Tanto Firas como Mohammad denuncia la falta de recursos y ayudas gubernamentales para integrar a los refugiados. Los refugiados, con la tarjeta roja, tiene la opción de estar en un CAR, Centro de Acogida de Refugiados, o un piso de acogida, donde pueden quedarse hasta un máximo de un año, con alojamiento, comida, cursos de formación y bolsa de trabajo. Sin embargo, las ayudas suelen reducirse al alojamiento y a una contribución económica mensual, que varía dependiendo de las comunidades, pero que no supera los 200 euros mensuales. La Comisión Europea aprobó el pasado agosto destinar 521, 7 millones de euros a España en el marco de su programa de migración y asilo. Después de Grecia,el segundo estado de la UE que recibe más dinero a este fin. “Llegamos aquí queriendo olvidar la guerra y nos encontramos otra guerra, en este caso burocrática, para conseguir el mismo trato que el resto de los ciudadanos”, reprocha Mohammad.
Sin embargo, la lentitud de los Gobiernos a la hora de ayudar a los refugiados choca con el creciente movimiento de solidaridad por parte de la sociedad civil. Los ciudadanos españoles están movilizándose, al margen de las instituciones, para mostrar su solidaridad hacia los refugiados.
Noemí tiene 38 años. Es contable fiscal en una empresa del centro de Barcelona y hace 17 meses, los que tiene Mia —su única hija— se mudó a una casita en Rubí. Su marido, Adrià (38), es editor de imagen y durante años pudo dedicarse a su profesión. Con la crisis, y la llegada de una hija, tuvo que renunciar a su profesión para encontrar trabajo, después de que su empresa cerrara, en una tienda dedicada a tierras de cultivo. Es una de las muchas familias que se están movilizando en Barcelona y abriendo su hogar para acoger a refugiados sirios. “No puedo quitarme de la cabeza la imagen del niño sirio ahogado en una playa turca. Abro los ojos por la mañana y me imagino que podría ser mi hija”, explica Noemí. Tienen un piso de 80 metros cuadrados con tres habitaciones, una de ellas destinada a las visitas familiares. La tercera está vacía porque la pequeña todavía duerme en la habitación de sus padres y es la que ofrecen para acoger a un refugiado. “Nos sentíamos impotentes con lo que está pasando. Llevan años de guerra y muerte. Es lo mínimo que podemos hacer”, lamenta.
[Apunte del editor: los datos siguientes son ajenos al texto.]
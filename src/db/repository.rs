use rusqlite::{params, Connection, OptionalExtension};
use uuid::Uuid;

use super::DatabaseError;
use crate::models::{Diagnosis, DiagnosisSymptomLink, Snapshot, Symptom};

fn parse_uuid(s: &str) -> Result<Uuid, DatabaseError> {
    Uuid::parse_str(s).map_err(|e| DatabaseError::ConstraintViolation(e.to_string()))
}

fn diagnosis_exists(conn: &Connection, id: &Uuid) -> Result<bool, DatabaseError> {
    let exists: bool = conn.query_row(
        "SELECT EXISTS(SELECT 1 FROM diagnoses WHERE id = ?1)",
        params![id.to_string()],
        |row| row.get(0),
    )?;
    Ok(exists)
}

fn symptom_exists(conn: &Connection, id: &Uuid) -> Result<bool, DatabaseError> {
    let exists: bool = conn.query_row(
        "SELECT EXISTS(SELECT 1 FROM symptoms WHERE id = ?1)",
        params![id.to_string()],
        |row| row.get(0),
    )?;
    Ok(exists)
}

// ═══════════════════════════════════════════
// Symptom Repository
// ═══════════════════════════════════════════

pub fn insert_symptom(conn: &Connection, symptom: &Symptom) -> Result<(), DatabaseError> {
    conn.execute(
        "INSERT INTO symptoms (id, name, description) VALUES (?1, ?2, ?3)",
        params![symptom.id.to_string(), symptom.name, symptom.description],
    )?;
    Ok(())
}

pub fn get_symptom(conn: &Connection, id: &Uuid) -> Result<Option<Symptom>, DatabaseError> {
    let row: Option<(String, String, Option<String>)> = conn
        .query_row(
            "SELECT id, name, description FROM symptoms WHERE id = ?1",
            params![id.to_string()],
            |row| Ok((row.get(0)?, row.get(1)?, row.get(2)?)),
        )
        .optional()?;

    match row {
        Some((id, name, description)) => Ok(Some(Symptom {
            id: parse_uuid(&id)?,
            name,
            description,
        })),
        None => Ok(None),
    }
}

/// List the symptom universe, name-ordered for display.
pub fn list_symptoms(conn: &Connection) -> Result<Vec<Symptom>, DatabaseError> {
    let mut stmt = conn.prepare("SELECT id, name, description FROM symptoms ORDER BY name, id")?;
    let rows = stmt.query_map([], |row| {
        Ok((
            row.get::<_, String>(0)?,
            row.get::<_, String>(1)?,
            row.get::<_, Option<String>>(2)?,
        ))
    })?;

    let mut symptoms = Vec::new();
    for row in rows {
        let (id, name, description) = row?;
        symptoms.push(Symptom {
            id: parse_uuid(&id)?,
            name,
            description,
        });
    }
    Ok(symptoms)
}

pub fn update_symptom(conn: &Connection, symptom: &Symptom) -> Result<(), DatabaseError> {
    let changed = conn.execute(
        "UPDATE symptoms SET name = ?2, description = ?3 WHERE id = ?1",
        params![symptom.id.to_string(), symptom.name, symptom.description],
    )?;
    if changed == 0 {
        return Err(DatabaseError::NotFound {
            entity_type: "symptom".into(),
            id: symptom.id.to_string(),
        });
    }
    Ok(())
}

/// Delete a symptom. Links referencing it are removed by cascade.
pub fn delete_symptom(conn: &Connection, id: &Uuid) -> Result<(), DatabaseError> {
    let changed = conn.execute(
        "DELETE FROM symptoms WHERE id = ?1",
        params![id.to_string()],
    )?;
    if changed == 0 {
        return Err(DatabaseError::NotFound {
            entity_type: "symptom".into(),
            id: id.to_string(),
        });
    }
    Ok(())
}

// ═══════════════════════════════════════════
// Diagnosis Repository
// ═══════════════════════════════════════════

pub fn insert_diagnosis(conn: &Connection, diagnosis: &Diagnosis) -> Result<(), DatabaseError> {
    if diagnosis.parents.contains(&diagnosis.id) {
        return Err(DatabaseError::ConstraintViolation(
            "a diagnosis cannot be its own parent".into(),
        ));
    }

    conn.execute(
        "INSERT INTO diagnoses (id, name, icd_code, description) VALUES (?1, ?2, ?3, ?4)",
        params![
            diagnosis.id.to_string(),
            diagnosis.name,
            diagnosis.icd_code,
            diagnosis.description,
        ],
    )?;

    for (position, parent_id) in diagnosis.parents.iter().enumerate() {
        conn.execute(
            "INSERT INTO diagnosis_parents (diagnosis_id, parent_id, position) VALUES (?1, ?2, ?3)",
            params![
                diagnosis.id.to_string(),
                parent_id.to_string(),
                position as i64,
            ],
        )?;
    }

    for link in &diagnosis.symptoms {
        conn.execute(
            "INSERT INTO diagnosis_symptoms (diagnosis_id, symptom_id, point, hidden)
             VALUES (?1, ?2, ?3, ?4)",
            params![
                diagnosis.id.to_string(),
                link.symptom_id.to_string(),
                link.point,
                link.hidden as i32,
            ],
        )?;
    }

    Ok(())
}

fn load_parents(conn: &Connection, id: &Uuid) -> Result<Vec<Uuid>, DatabaseError> {
    let mut stmt = conn.prepare(
        "SELECT parent_id FROM diagnosis_parents WHERE diagnosis_id = ?1 ORDER BY position",
    )?;
    let rows = stmt.query_map(params![id.to_string()], |row| row.get::<_, String>(0))?;

    let mut parents = Vec::new();
    for row in rows {
        parents.push(parse_uuid(&row?)?);
    }
    Ok(parents)
}

fn load_symptom_links(
    conn: &Connection,
    id: &Uuid,
) -> Result<Vec<DiagnosisSymptomLink>, DatabaseError> {
    let mut stmt = conn.prepare(
        "SELECT symptom_id, point, hidden FROM diagnosis_symptoms
         WHERE diagnosis_id = ?1 ORDER BY rowid",
    )?;
    let rows = stmt.query_map(params![id.to_string()], |row| {
        Ok((
            row.get::<_, String>(0)?,
            row.get::<_, i32>(1)?,
            row.get::<_, i32>(2)?,
        ))
    })?;

    let mut links = Vec::new();
    for row in rows {
        let (symptom_id, point, hidden) = row?;
        links.push(DiagnosisSymptomLink {
            symptom_id: parse_uuid(&symptom_id)?,
            point,
            hidden: hidden != 0,
        });
    }
    Ok(links)
}

pub fn get_diagnosis(conn: &Connection, id: &Uuid) -> Result<Option<Diagnosis>, DatabaseError> {
    let row: Option<(String, String, String, String)> = conn
        .query_row(
            "SELECT id, name, icd_code, description FROM diagnoses WHERE id = ?1",
            params![id.to_string()],
            |row| Ok((row.get(0)?, row.get(1)?, row.get(2)?, row.get(3)?)),
        )
        .optional()?;

    match row {
        Some((id, name, icd_code, description)) => {
            let id = parse_uuid(&id)?;
            Ok(Some(Diagnosis {
                id,
                name,
                icd_code,
                description,
                parents: load_parents(conn, &id)?,
                symptoms: load_symptom_links(conn, &id)?,
            }))
        }
        None => Ok(None),
    }
}

/// List all diagnoses with their parent and symptom links aggregated,
/// ICD-code-ordered.
pub fn list_diagnoses(conn: &Connection) -> Result<Vec<Diagnosis>, DatabaseError> {
    let mut stmt =
        conn.prepare("SELECT id, name, icd_code, description FROM diagnoses ORDER BY icd_code, id")?;
    let rows = stmt.query_map([], |row| {
        Ok((
            row.get::<_, String>(0)?,
            row.get::<_, String>(1)?,
            row.get::<_, String>(2)?,
            row.get::<_, String>(3)?,
        ))
    })?;

    let mut diagnoses = Vec::new();
    for row in rows {
        let (id, name, icd_code, description) = row?;
        let id = parse_uuid(&id)?;
        diagnoses.push(Diagnosis {
            id,
            name,
            icd_code,
            description,
            parents: load_parents(conn, &id)?,
            symptoms: load_symptom_links(conn, &id)?,
        });
    }
    Ok(diagnoses)
}

/// Update a diagnosis's descriptive fields. Parent and symptom links are
/// mutated through their own operations.
pub fn update_diagnosis(
    conn: &Connection,
    id: &Uuid,
    name: &str,
    icd_code: &str,
    description: &str,
) -> Result<(), DatabaseError> {
    let changed = conn.execute(
        "UPDATE diagnoses SET name = ?2, icd_code = ?3, description = ?4 WHERE id = ?1",
        params![id.to_string(), name, icd_code, description],
    )?;
    if changed == 0 {
        return Err(DatabaseError::NotFound {
            entity_type: "diagnosis".into(),
            id: id.to_string(),
        });
    }
    Ok(())
}

/// Delete a diagnosis. Its junction rows are removed by cascade; parent rows
/// in *other* diagnoses that reference it are left dangling on purpose — the
/// resolver treats them as empty contributions.
pub fn delete_diagnosis(conn: &Connection, id: &Uuid) -> Result<(), DatabaseError> {
    let changed = conn.execute(
        "DELETE FROM diagnoses WHERE id = ?1",
        params![id.to_string()],
    )?;
    if changed == 0 {
        return Err(DatabaseError::NotFound {
            entity_type: "diagnosis".into(),
            id: id.to_string(),
        });
    }
    Ok(())
}

// ═══════════════════════════════════════════
// Parent links
// ═══════════════════════════════════════════

pub fn add_parent(
    conn: &Connection,
    diagnosis_id: &Uuid,
    parent_id: &Uuid,
) -> Result<(), DatabaseError> {
    if diagnosis_id == parent_id {
        return Err(DatabaseError::ConstraintViolation(
            "a diagnosis cannot be its own parent".into(),
        ));
    }
    if !diagnosis_exists(conn, diagnosis_id)? {
        return Err(DatabaseError::NotFound {
            entity_type: "diagnosis".into(),
            id: diagnosis_id.to_string(),
        });
    }
    if !diagnosis_exists(conn, parent_id)? {
        return Err(DatabaseError::NotFound {
            entity_type: "diagnosis".into(),
            id: parent_id.to_string(),
        });
    }

    let inserted = conn.execute(
        "INSERT OR IGNORE INTO diagnosis_parents (diagnosis_id, parent_id, position)
         SELECT ?1, ?2, COALESCE(MAX(position) + 1, 0)
         FROM diagnosis_parents WHERE diagnosis_id = ?1",
        params![diagnosis_id.to_string(), parent_id.to_string()],
    )?;
    if inserted == 0 {
        return Err(DatabaseError::ConstraintViolation(
            "parent link already exists".into(),
        ));
    }
    Ok(())
}

pub fn remove_parent(
    conn: &Connection,
    diagnosis_id: &Uuid,
    parent_id: &Uuid,
) -> Result<(), DatabaseError> {
    let changed = conn.execute(
        "DELETE FROM diagnosis_parents WHERE diagnosis_id = ?1 AND parent_id = ?2",
        params![diagnosis_id.to_string(), parent_id.to_string()],
    )?;
    if changed == 0 {
        return Err(DatabaseError::NotFound {
            entity_type: "parent link".into(),
            id: format!("{diagnosis_id} -> {parent_id}"),
        });
    }
    Ok(())
}

// ═══════════════════════════════════════════
// Symptom links
// ═══════════════════════════════════════════

pub fn add_symptom_link(
    conn: &Connection,
    diagnosis_id: &Uuid,
    link: &DiagnosisSymptomLink,
) -> Result<(), DatabaseError> {
    if !diagnosis_exists(conn, diagnosis_id)? {
        return Err(DatabaseError::NotFound {
            entity_type: "diagnosis".into(),
            id: diagnosis_id.to_string(),
        });
    }
    if !symptom_exists(conn, &link.symptom_id)? {
        return Err(DatabaseError::NotFound {
            entity_type: "symptom".into(),
            id: link.symptom_id.to_string(),
        });
    }

    let inserted = conn.execute(
        "INSERT OR IGNORE INTO diagnosis_symptoms (diagnosis_id, symptom_id, point, hidden)
         VALUES (?1, ?2, ?3, ?4)",
        params![
            diagnosis_id.to_string(),
            link.symptom_id.to_string(),
            link.point,
            link.hidden as i32,
        ],
    )?;
    if inserted == 0 {
        return Err(DatabaseError::ConstraintViolation(
            "symptom link already exists".into(),
        ));
    }
    Ok(())
}

pub fn update_symptom_link_point(
    conn: &Connection,
    diagnosis_id: &Uuid,
    symptom_id: &Uuid,
    point: i32,
) -> Result<(), DatabaseError> {
    let changed = conn.execute(
        "UPDATE diagnosis_symptoms SET point = ?3 WHERE diagnosis_id = ?1 AND symptom_id = ?2",
        params![diagnosis_id.to_string(), symptom_id.to_string(), point],
    )?;
    if changed == 0 {
        return Err(DatabaseError::NotFound {
            entity_type: "symptom link".into(),
            id: format!("{diagnosis_id} -> {symptom_id}"),
        });
    }
    Ok(())
}

/// Flip a link's `hidden` flag (the eye toggle).
pub fn toggle_symptom_hidden(
    conn: &Connection,
    diagnosis_id: &Uuid,
    symptom_id: &Uuid,
) -> Result<(), DatabaseError> {
    let changed = conn.execute(
        "UPDATE diagnosis_symptoms SET hidden = 1 - hidden
         WHERE diagnosis_id = ?1 AND symptom_id = ?2",
        params![diagnosis_id.to_string(), symptom_id.to_string()],
    )?;
    if changed == 0 {
        return Err(DatabaseError::NotFound {
            entity_type: "symptom link".into(),
            id: format!("{diagnosis_id} -> {symptom_id}"),
        });
    }
    Ok(())
}

pub fn remove_symptom_link(
    conn: &Connection,
    diagnosis_id: &Uuid,
    symptom_id: &Uuid,
) -> Result<(), DatabaseError> {
    let changed = conn.execute(
        "DELETE FROM diagnosis_symptoms WHERE diagnosis_id = ?1 AND symptom_id = ?2",
        params![diagnosis_id.to_string(), symptom_id.to_string()],
    )?;
    if changed == 0 {
        return Err(DatabaseError::NotFound {
            entity_type: "symptom link".into(),
            id: format!("{diagnosis_id} -> {symptom_id}"),
        });
    }
    Ok(())
}

// ═══════════════════════════════════════════
// Read snapshot
// ═══════════════════════════════════════════

/// Load the read snapshot the matching engine operates on.
pub fn load_snapshot(conn: &Connection) -> Result<Snapshot, DatabaseError> {
    Ok(Snapshot {
        diagnoses: list_diagnoses(conn)?,
        symptoms: list_symptoms(conn)?,
    })
}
En la última semana, miles de ciudadanos catalanes están tomando la inicativa, adelantándose a las acciones institucionales. Gabriela, una joven ecuatoriana, habilitó un registro de voluntarios a través de las redes sociales. Para no duplicar tareas, se puso en contacto con la plataforma Bienvenidos Refugiados, que dirige Jesús Manzano en Madrid. La red permite registrar y listar cada una de las iniciativas para redirigirlas a nivel local. Su proyecto ha recibido ya más de 6.000 ofertas de colaboración.
Ismael de 36 años, gestiona de forma altruista un refugio de animales abandonados en Pirineo junto a su pareja. Viven con una pensión de 500 euros pero están dispuestos a acoger a quien lo necesite. “Aquí tendrán comida, techo y podrán disfrutar de la calma de la montaña. Donde comen dos, comen tres”, afirma Ismael.